*Your assignment:* Below are the records; copy each line in which "invalid" can be found.

--- Data provided ---

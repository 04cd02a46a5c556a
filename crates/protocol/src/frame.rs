//! Length-delimited RPC frames.
//!
//! Every message between the orchestrator and a plugin is one frame: a u32
//! big-endian length prefix followed by that many bytes of JSON. The JSON is
//! a tagged enum:
//!
//! ```json
//! { "type": "methodCall", "payload": { "id": 1, "method": "describe", "body": null } }
//! ```
//!
//! Call correlation uses a caller-generated monotonically increasing id.
//! The channel never reorders: results and stream chunks are delivered in
//! the order frames are read. A broken length prefix or an undecodable frame
//! is a protocol violation ([`ChannelError::Corrupt`]) and is treated as a
//! plugin crash signal by the supervisor, never silently retried.

use serde::{Deserialize, Serialize};
use serde_json::Value;
use thiserror::Error;
use tokio::io::{AsyncRead, AsyncReadExt, AsyncWrite, AsyncWriteExt};

/// Upper bound on a single frame's encoded size.
///
/// A prefix above this is treated as corruption rather than an allocation
/// request, so a garbage length can never make the reader reserve gigabytes.
pub const MAX_FRAME_LEN: u32 = 16 * 1024 * 1024;

/// Well-known method names a plugin must (or may) serve.
pub mod methods {
    /// Returns the plugin's declared steps. Required.
    pub const DESCRIBE: &str = "describe";
    /// Executes one step; streams log chunks, then returns a step result. Required.
    pub const EXECUTE_STEP: &str = "execute_step";
    /// Best-effort notification that the current run is being cancelled. Optional.
    pub const CANCEL: &str = "cancel";
    /// Asks the plugin to exit on its own. Optional.
    pub const SHUTDOWN: &str = "shutdown";
}

/// Errors surfaced by the transport channel.
///
/// Both variants are fatal to the session using the channel.
#[derive(Error, Debug)]
pub enum ChannelError {
    /// The underlying connection dropped (including clean EOF).
    #[error("channel closed")]
    Closed,

    /// A length prefix or frame body was invalid.
    #[error("corrupt frame: {reason}")]
    Corrupt { reason: String },
}

/// One message on the wire.
#[derive(Debug, Clone, Serialize, Deserialize, PartialEq)]
#[serde(tag = "type", content = "payload", rename_all = "camelCase")]
pub enum Frame {
    /// A request from the orchestrator to the plugin.
    MethodCall {
        id: u64,
        method: String,
        body: Value,
    },

    /// The plugin's terminal answer to a [`Frame::MethodCall`].
    ///
    /// Exactly one of `body` / `error` is populated.
    MethodResult {
        id: u64,
        body: Option<Value>,
        error: Option<String>,
    },

    /// An intermediate streamed item belonging to an in-flight call.
    StreamChunk { id: u64, data: Value },

    /// Marks the end of the stream for an in-flight call.
    ///
    /// Always precedes the call's [`Frame::MethodResult`].
    StreamEnd { id: u64 },
}

impl Frame {
    /// The call id this frame belongs to.
    pub fn call_id(&self) -> u64 {
        match self {
            Frame::MethodCall { id, .. }
            | Frame::MethodResult { id, .. }
            | Frame::StreamChunk { id, .. }
            | Frame::StreamEnd { id } => *id,
        }
    }
}

/// Encode a frame and write it to `writer`.
///
/// # Errors
///
/// Returns [`ChannelError::Closed`] if the underlying write fails and
/// [`ChannelError::Corrupt`] if the frame serializes above [`MAX_FRAME_LEN`].
pub async fn write_frame<W>(writer: &mut W, frame: &Frame) -> Result<(), ChannelError>
where
    W: AsyncWrite + Unpin,
{
    let body = serde_json::to_vec(frame).map_err(|e| ChannelError::Corrupt {
        reason: format!("failed to encode frame: {e}"),
    })?;
    let len = u32::try_from(body.len()).map_err(|_| ChannelError::Corrupt {
        reason: "frame exceeds u32 length".to_string(),
    })?;
    if len > MAX_FRAME_LEN {
        return Err(ChannelError::Corrupt {
            reason: format!("frame of {len} bytes exceeds maximum {MAX_FRAME_LEN}"),
        });
    }

    writer
        .write_all(&len.to_be_bytes())
        .await
        .map_err(|_| ChannelError::Closed)?;
    writer
        .write_all(&body)
        .await
        .map_err(|_| ChannelError::Closed)?;
    writer.flush().await.map_err(|_| ChannelError::Closed)?;
    Ok(())
}

/// Read one frame from `reader`, reassembling over the byte stream.
///
/// # Errors
///
/// Returns [`ChannelError::Closed`] on EOF or a failed read and
/// [`ChannelError::Corrupt`] on an invalid length prefix or undecodable body.
pub async fn read_frame<R>(reader: &mut R) -> Result<Frame, ChannelError>
where
    R: AsyncRead + Unpin,
{
    let mut prefix = [0u8; 4];
    reader
        .read_exact(&mut prefix)
        .await
        .map_err(|_| ChannelError::Closed)?;

    let len = u32::from_be_bytes(prefix);
    if len == 0 || len > MAX_FRAME_LEN {
        return Err(ChannelError::Corrupt {
            reason: format!("invalid frame length {len}"),
        });
    }

    let mut body = vec![0u8; len as usize];
    reader
        .read_exact(&mut body)
        .await
        .map_err(|_| ChannelError::Closed)?;

    serde_json::from_slice(&body).map_err(|e| ChannelError::Corrupt {
        reason: format!("failed to decode frame: {e}"),
    })
}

---

*Answer to the exercise:*
    /// A length prefix or frame body was invalid.
/// [`ChannelError::Corrupt`] on an invalid length prefix or undecodable body.
            reason: format!("invalid frame length {len}"),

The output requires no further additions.